Historic district in Massachusetts, United States

The Woburn Street Historic District of Reading, Massachusetts encompasses a two-block section of late 19th century upper-class housing. The 10 acre extends along Woburn Street from Summer Street to Temple Street, and includes sixteen houses on well-proportioned lots along an attractive tree-lined section of the street. The historic district was listed on the National Register of Historic Places in 1985.

Woburn Street is one of the oldest streets in Reading, with portions appearing on a map in 1765. The area remained rural until the late 19th century, when railroad-influenced suburban development resulted in the extension and development of the road.
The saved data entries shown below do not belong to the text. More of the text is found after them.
//! Texture images and GPU textures.
//!
//! [`TextureImage`] is the caller-facing descriptor: an identity plus RGBA8
//! pixels. Objects referencing the same `id` share one GPU texture.
//! [`Texture`] wraps the wgpu objects created for an image (or the depth
//! buffer) by the wgpu [`Context`](crate::context::Context).

use std::sync::Arc;

use crate::{
    error::{Result, SceneError},
    resources::texture::MipLevel,
};

/// Pixel data for a texture, keyed by a caller supplied identity.
///
/// Pixels are straight (not premultiplied) RGBA8, top row first. Cloning is
/// cheap: the pixel buffer is shared.
#[derive(Clone, Debug, PartialEq)]
pub struct TextureImage {
    pub id: String,
    pub width: u32,
    pub height: u32,
    pub pixels: Arc<[u8]>,
}

impl TextureImage {
    pub fn from_rgba(
        id: impl Into<String>,
        width: u32,
        height: u32,
        pixels: impl Into<Arc<[u8]>>,
    ) -> Result<Self> {
        let id = id.into();
        let pixels = pixels.into();
        let expected = width as usize * height as usize * 4;
        if width == 0 || height == 0 || pixels.len() != expected {
            return Err(SceneError::InvalidTexture {
                id,
                reason: format!(
                    "expected {expected} bytes for {width}x{height} RGBA, got {}",
                    pixels.len()
                ),
            });
        }
        Ok(Self {
            id,
            width,
            height,
            pixels,
        })
    }

    /// Decode an encoded image file (png, jpeg).
    pub fn from_bytes(id: impl Into<String>, bytes: &[u8]) -> Result<Self> {
        let id = id.into();
        let img = image::load_from_memory(bytes).map_err(|e| SceneError::InvalidTexture {
            id: id.clone(),
            reason: e.to_string(),
        })?;
        Self::from_image(id, &img)
    }

    pub fn from_image(id: impl Into<String>, img: &image::DynamicImage) -> Result<Self> {
        let rgba = img.to_rgba8();
        let (width, height) = rgba.dimensions();
        Self::from_rgba(id, width, height, rgba.into_raw())
    }
}

/// A GPU texture with a view and optional sampler.
#[derive(Clone, Debug)]
pub struct Texture {
    #[allow(unused)]
    pub texture: wgpu::Texture,
    pub view: wgpu::TextureView,
    pub sampler: Option<wgpu::Sampler>,
}

impl Texture {
    /// Standard depth buffer texture format (32-bit float).
    pub const DEPTH_FORMAT: wgpu::TextureFormat = wgpu::TextureFormat::Depth32Float;

    pub fn create_depth_texture(device: &wgpu::Device, size: [u32; 2], label: &str) -> Self {
        let size = wgpu::Extent3d {
            width: size[0].max(1),
            height: size[1].max(1),
            depth_or_array_layers: 1,
        };
        let texture = device.create_texture(&wgpu::TextureDescriptor {
            label: Some(label),
            size,
            mip_level_count: 1,
            sample_count: 1,
            dimension: wgpu::TextureDimension::D2,
            format: Self::DEPTH_FORMAT,
            usage: wgpu::TextureUsages::RENDER_ATTACHMENT | wgpu::TextureUsages::TEXTURE_BINDING,
            view_formats: &[],
        });
        let view = texture.create_view(&wgpu::TextureViewDescriptor::default());

        Self {
            texture,
            view,
            sampler: None,
        }
    }

    /// Upload an already prepared mip chain. Level 0 must come first.
    pub fn from_levels(
        device: &wgpu::Device,
        queue: &wgpu::Queue,
        levels: &[MipLevel],
        label: &str,
    ) -> Self {
        let (width, height) = levels
            .first()
            .map(|level| (level.width, level.height))
            .unwrap_or((1, 1));
        let size = wgpu::Extent3d {
            width,
            height,
            depth_or_array_layers: 1,
        };
        let texture = device.create_texture(&wgpu::TextureDescriptor {
            label: Some(label),
            size,
            mip_level_count: levels.len().max(1) as u32,
            sample_count: 1,
            dimension: wgpu::TextureDimension::D2,
            // Pixels are premultiplied on the CPU, so no sRGB decode here.
            format: wgpu::TextureFormat::Rgba8Unorm,
            usage: wgpu::TextureUsages::TEXTURE_BINDING | wgpu::TextureUsages::COPY_DST,
            view_formats: &[],
        });

        for (mip_level, level) in levels.iter().enumerate() {
            queue.write_texture(
                wgpu::TexelCopyTextureInfo {
                    aspect: wgpu::TextureAspect::All,
                    texture: &texture,
                    mip_level: mip_level as u32,
                    origin: wgpu::Origin3d::ZERO,
                },
                &level.pixels,
                wgpu::TexelCopyBufferLayout {
                    offset: 0,
                    bytes_per_row: Some(4 * level.width),
                    rows_per_image: Some(level.height),
                },
                wgpu::Extent3d {
                    width: level.width,
                    height: level.height,
                    depth_or_array_layers: 1,
                },
            );
        }

        let view = texture.create_view(&wgpu::TextureViewDescriptor::default());
        let sampler = Some(create_default_sampler(device));
        Self {
            texture,
            view,
            sampler,
        }
    }
}

pub fn create_default_sampler(device: &wgpu::Device) -> wgpu::Sampler {
    device.create_sampler(&wgpu::SamplerDescriptor {
        address_mode_u: wgpu::AddressMode::Repeat,
        address_mode_v: wgpu::AddressMode::Repeat,
        address_mode_w: wgpu::AddressMode::Repeat,
        mag_filter: wgpu::FilterMode::Linear,
        min_filter: wgpu::FilterMode::Linear,
        mipmap_filter: wgpu::FilterMode::Linear,
        ..Default::default()
    })
}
Four houses were built prior to this time: the c. 1795 house at 201 Woburn Street, a predominantly Federal-style house that was later modified with a Colonial Revival portico, is the oldest house in the district. Other houses from earlier in the 19th century are two Greek Revival and one Italianate style house, which was moved c. 1908 to the area to serve as the rectory for the Saint Agnes Church.

A number of prominent individuals lived in the district. 206 Woburn Street, a Shingle style building, was the home of architect Horace G. Wadlin. Railroad owner Edward Appleton lived at 201 Woburn Street, as did shoemaker Daniel Pratt and architect Willard P. Adden. The house at 216 Woburn Street was owned by local hardware store owner Richard W. Francis. A founder and director of the First National Bank in Reading lived at 177 Woburn Street.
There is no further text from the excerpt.